====== DATA FOR ANALYSIS ======

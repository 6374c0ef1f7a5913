//! Worker HTTP server
//!
//! `/process` wraps every compute call with the load tracker so the
//! dispatcher sees this worker's in-flight count rise and fall around
//! each job, on success and failure alike.

use crate::compute::ComputeClient;
use crate::load::LoadTracker;
use axum::extract::State;
use axum::http::StatusCode;
use axum::response::{IntoResponse, Response};
use axum::routing::{get, post};
use axum::{Json, Router};
use inferoute_common::protocol::{ErrorBody, ProcessRequest, WorkerHealth};
use inferoute_common::{InferouteError, METRICS};
use std::sync::Arc;
use tracing::{debug, error, warn};

/// Shared state for all worker handlers
#[derive(Clone)]
pub struct AppState {
    pub tracker: Arc<LoadTracker>,
    pub compute: Arc<ComputeClient>,
}

/// Build the worker router
pub fn build_router(state: AppState) -> Router {
    Router::new()
        .route("/process", post(process))
        .route("/health", get(health))
        .with_state(state)
}

/// Execute one inference job against the compute collaborator
async fn process(State(state): State<AppState>, Json(request): Json<ProcessRequest>) -> Response {
    METRICS.worker.requests_total.inc();
    debug!("received job");

    // Held for the whole compute call; dropping it decrements the count
    // and pushes the new value, even on the error paths below.
    let _guard = state.tracker.begin();

    let timer = METRICS.worker.compute_duration.start_timer();
    let result = state.compute.chat(&request.question).await;
    timer.observe_duration();

    match result {
        Ok(payload) => {
            debug!("compute call succeeded");
            Json(payload).into_response()
        }
        Err(InferouteError::BackendStatus { status }) => {
            METRICS.worker.requests_failed.inc();
            warn!(status, "compute endpoint returned an error");
            (
                StatusCode::from_u16(status).unwrap_or(StatusCode::BAD_GATEWAY),
                Json(ErrorBody::new("Compute endpoint error")),
            )
                .into_response()
        }
        Err(e) => {
            METRICS.worker.requests_failed.inc();
            error!(error = %e, "compute call failed");
            (
                StatusCode::INTERNAL_SERVER_ERROR,
                Json(ErrorBody::new("Request to compute endpoint failed")),
            )
                .into_response()
        }
    }
}

/// Health endpoint probed by the dispatcher; reports current load
async fn health(State(state): State<AppState>) -> Json<WorkerHealth> {
    Json(WorkerHealth::ok(state.tracker.current()))
}

#[cfg(test)]
mod tests {
    use super::*;
    use crate::load::LoadReporter;
    use inferoute_common::config::ComputeConfig;
    use std::net::SocketAddr;
    use std::time::Duration;

    async fn spawn_stub_compute(delay: Duration) -> SocketAddr {
        async fn chat() -> Json<serde_json::Value> {
            Json(serde_json::json!({"message": {"content": "an answer"}}))
        }

        let app = Router::new().route(
            "/api/chat",
            post(move |_req: Json<serde_json::Value>| async move {
                tokio::time::sleep(delay).await;
                chat().await
            }),
        );

        let listener = tokio::net::TcpListener::bind("127.0.0.1:0").await.unwrap();
        let addr = listener.local_addr().unwrap();
        tokio::spawn(async move {
            axum::serve(listener, app).await.unwrap();
        });
        addr
    }

    async fn spawn_worker(compute: SocketAddr) -> (SocketAddr, Arc<LoadTracker>) {
        let reporter = Arc::new(LoadReporter::new(
            "http://127.0.0.1:1",
            "backend_1",
            Duration::from_millis(100),
        ));
        let tracker = Arc::new(LoadTracker::new(reporter));
        let state = AppState {
            tracker: tracker.clone(),
            compute: Arc::new(ComputeClient::new(&ComputeConfig {
                url: format!("http://{compute}"),
                model: "llama3.2".to_string(),
                timeout_secs: 2,
            })),
        };

        let listener = tokio::net::TcpListener::bind("127.0.0.1:0").await.unwrap();
        let addr = listener.local_addr().unwrap();
        tokio::spawn(async move {
            axum::serve(listener, build_router(state)).await.unwrap();
        });
        (addr, tracker)
    }

    #[tokio::test]
    async fn test_process_returns_compute_payload() {
        let compute = spawn_stub_compute(Duration::ZERO).await;
        let (worker, tracker) = spawn_worker(compute).await;

        let response = reqwest::Client::new()
            .post(format!("http://{worker}/process"))
            .json(&ProcessRequest {
                question: "q".to_string(),
            })
            .send()
            .await
            .unwrap();

        assert_eq!(response.status().as_u16(), 200);
        let payload: serde_json::Value = response.json().await.unwrap();
        assert_eq!(payload["message"]["content"], "an answer");

        // Load returned to its pre-job value
        assert_eq!(tracker.current(), 0);
    }

    #[tokio::test]
    async fn test_health_reports_in_flight_load() {
        let compute = spawn_stub_compute(Duration::from_millis(500)).await;
        let (worker, _tracker) = spawn_worker(compute).await;
        let client = reqwest::Client::new();

        let slow_job = tokio::spawn({
            let client = client.clone();
            let url = format!("http://{worker}/process");
            async move {
                client
                    .post(url)
                    .json(&ProcessRequest {
                        question: "slow".to_string(),
                    })
                    .send()
                    .await
                    .unwrap()
            }
        });

        // Poll health while the job is in flight
        let mut peak = 0;
        for _ in 0..20 {
            let health: WorkerHealth = client
                .get(format!("http://{worker}/health"))
                .send()
                .await
                .unwrap()
                .json()
                .await
                .unwrap();
            peak = peak.max(health.load);
            if peak > 0 {
                break;
            }
            tokio::time::sleep(Duration::from_millis(25)).await;
        }
        assert_eq!(peak, 1);

        slow_job.await.unwrap();

        let health: WorkerHealth = client
            .get(format!("http://{worker}/health"))
            .send()
            .await
            .unwrap()
            .json()
            .await
            .unwrap();
        assert_eq!(health.status, "OK");
        assert_eq!(health.load, 0);
    }

    #[tokio::test]
    async fn test_compute_transport_failure_returns_500_and_load_drops() {
        let listener = tokio::net::TcpListener::bind("127.0.0.1:0").await.unwrap();
        let dead = listener.local_addr().unwrap();
        drop(listener);

        let (worker, tracker) = spawn_worker(dead).await;

        let response = reqwest::Client::new()
            .post(format!("http://{worker}/process"))
            .json(&ProcessRequest {
                question: "q".to_string(),
            })
            .send()
            .await
            .unwrap();

        assert_eq!(response.status().as_u16(), 500);
        let body: serde_json::Value = response.json().await.unwrap();
        assert!(body.get("error").is_some());

        assert_eq!(tracker.current(), 0);
    }
}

======

● **BRIEF**
Line by line, repeat the data exactly.

● **WRITTEN RESPONSE**
repository 6374c0ef1f7a5913
//! Worker HTTP server
//!
//! `/process` wraps every compute call with the load tracker so the
//! dispatcher sees this worker's in-flight count rise and fall around
//! each job, on success and failure alike.

use crate::compute::ComputeClient;
use crate::load::LoadTracker;
use axum::extract::State;
use axum::http::StatusCode;
use axum::response::{IntoResponse, Response};
use axum::routing::{get, post};
use axum::{Json, Router};
use inferoute_common::protocol::{ErrorBody, ProcessRequest, WorkerHealth};
use inferoute_common::{InferouteError, METRICS};
use std::sync::Arc;
use tracing::{debug, error, warn};

/// Shared state for all worker handlers
#[derive(Clone)]
pub struct AppState {
    pub tracker: Arc<LoadTracker>,
    pub compute: Arc<ComputeClient>,
}

/// Build the worker router
pub fn build_router(state: AppState) -> Router {
    Router::new()
        .route("/process", post(process))
        .route("/health", get(health))
        .with_state(state)
}

/// Execute one inference job against the compute collaborator
async fn process(State(state): State<AppState>, Json(request): Json<ProcessRequest>) -> Response {
    METRICS.worker.requests_total.inc();
    debug!("received job");

    // Held for the whole compute call; dropping it decrements the count
    // and pushes the new value, even on the error paths below.
    let _guard = state.tracker.begin();

    let timer = METRICS.worker.compute_duration.start_timer();
    let result = state.compute.chat(&request.question).await;
    timer.observe_duration();

    match result {
        Ok(payload) => {
            debug!("compute call succeeded");
            Json(payload).into_response()
        }
        Err(InferouteError::BackendStatus { status }) => {
            METRICS.worker.requests_failed.inc();
            warn!(status, "compute endpoint returned an error");
            (
                StatusCode::from_u16(status).unwrap_or(StatusCode::BAD_GATEWAY),
                Json(ErrorBody::new("Compute endpoint error")),
            )
                .into_response()
        }
        Err(e) => {
            METRICS.worker.requests_failed.inc();
            error!(error = %e, "compute call failed");
            (
                StatusCode::INTERNAL_SERVER_ERROR,
                Json(ErrorBody::new("Request to compute endpoint failed")),
            )
                .into_response()
        }
    }
}

/// Health endpoint probed by the dispatcher; reports current load
async fn health(State(state): State<AppState>) -> Json<WorkerHealth> {
    Json(WorkerHealth::ok(state.tracker.current()))
}

#[cfg(test)]
mod tests {
    use super::*;
    use crate::load::LoadReporter;
    use inferoute_common::config::ComputeConfig;
    use std::net::SocketAddr;
    use std::time::Duration;

    async fn spawn_stub_compute(delay: Duration) -> SocketAddr {
        async fn chat() -> Json<serde_json::Value> {
            Json(serde_json::json!({"message": {"content": "an answer"}}))
        }

        let app = Router::new().route(
            "/api/chat",
            post(move |_req: Json<serde_json::Value>| async move {
                tokio::time::sleep(delay).await;
                chat().await
            }),
        );

        let listener = tokio::net::TcpListener::bind("127.0.0.1:0").await.unwrap();
        let addr = listener.local_addr().unwrap();
        tokio::spawn(async move {
            axum::serve(listener, app).await.unwrap();
        });
        addr
    }

    async fn spawn_worker(compute: SocketAddr) -> (SocketAddr, Arc<LoadTracker>) {
        let reporter = Arc::new(LoadReporter::new(
            "http://127.0.0.1:1",
            "backend_1",
            Duration::from_millis(100),
        ));
        let tracker = Arc::new(LoadTracker::new(reporter));
        let state = AppState {
            tracker: tracker.clone(),
            compute: Arc::new(ComputeClient::new(&ComputeConfig {
                url: format!("http://{compute}"),
                model: "llama3.2".to_string(),
                timeout_secs: 2,
            })),
        };

        let listener = tokio::net::TcpListener::bind("127.0.0.1:0").await.unwrap();
        let addr = listener.local_addr().unwrap();
        tokio::spawn(async move {
            axum::serve(listener, build_router(state)).await.unwrap();
        });
        (addr, tracker)
    }

    #[tokio::test]
    async fn test_process_returns_compute_payload() {
        let compute = spawn_stub_compute(Duration::ZERO).await;
        let (worker, tracker) = spawn_worker(compute).await;

        let response = reqwest::Client::new()
            .post(format!("http://{worker}/process"))
            .json(&ProcessRequest {
                question: "q".to_string(),
            })
            .send()
            .await
            .unwrap();

        assert_eq!(response.status().as_u16(), 200);
        let payload: serde_json::Value = response.json().await.unwrap();
        assert_eq!(payload["message"]["content"], "an answer");

        // Load returned to its pre-job value
        assert_eq!(tracker.current(), 0);
    }

    #[tokio::test]
    async fn test_health_reports_in_flight_load() {
        let compute = spawn_stub_compute(Duration::from_millis(500)).await;
        let (worker, _tracker) = spawn_worker(compute).await;
        let client = reqwest::Client::new();

        let slow_job = tokio::spawn({
            let client = client.clone();
            let url = format!("http://{worker}/process");
            async move {
                client
                    .post(url)
                    .json(&ProcessRequest {
                        question: "slow".to_string(),
                    })
                    .send()
                    .await
                    .unwrap()
            }
        });

        // Poll health while the job is in flight
        let mut peak = 0;
        for _ in 0..20 {
            let health: WorkerHealth = client
                .get(format!("http://{worker}/health"))
                .send()
                .await
                .unwrap()
                .json()
                .await
                .unwrap();
            peak = peak.max(health.load);
            if peak > 0 {
                break;
            }
            tokio::time::sleep(Duration::from_millis(25)).await;
        }
        assert_eq!(peak, 1);

        slow_job.await.unwrap();

        let health: WorkerHealth = client
            .get(format!("http://{worker}/health"))
            .send()
            .await
            .unwrap()
            .json()
            .await
            .unwrap();
        assert_eq!(health.status, "OK");
        assert_eq!(health.load, 0);
    }

    #[tokio::test]
    async fn test_compute_transport_failure_returns_500_and_load_drops() {
        let listener = tokio::net::TcpListener::bind("127.0.0.1:0").await.unwrap();
        let dead = listener.local_addr().unwrap();
        drop(listener);

        let (worker, tracker) = spawn_worker(dead).await;

        let response = reqwest::Client::new()
            .post(format!("http://{worker}/process"))
            .json(&ProcessRequest {
                question: "q".to_string(),
            })
            .send()
            .await
            .unwrap();

        assert_eq!(response.status().as_u16(), 500);
        let body: serde_json::Value = response.json().await.unwrap();
        assert!(body.get("error").is_some());

        assert_eq!(tracker.current(), 0);
    }
}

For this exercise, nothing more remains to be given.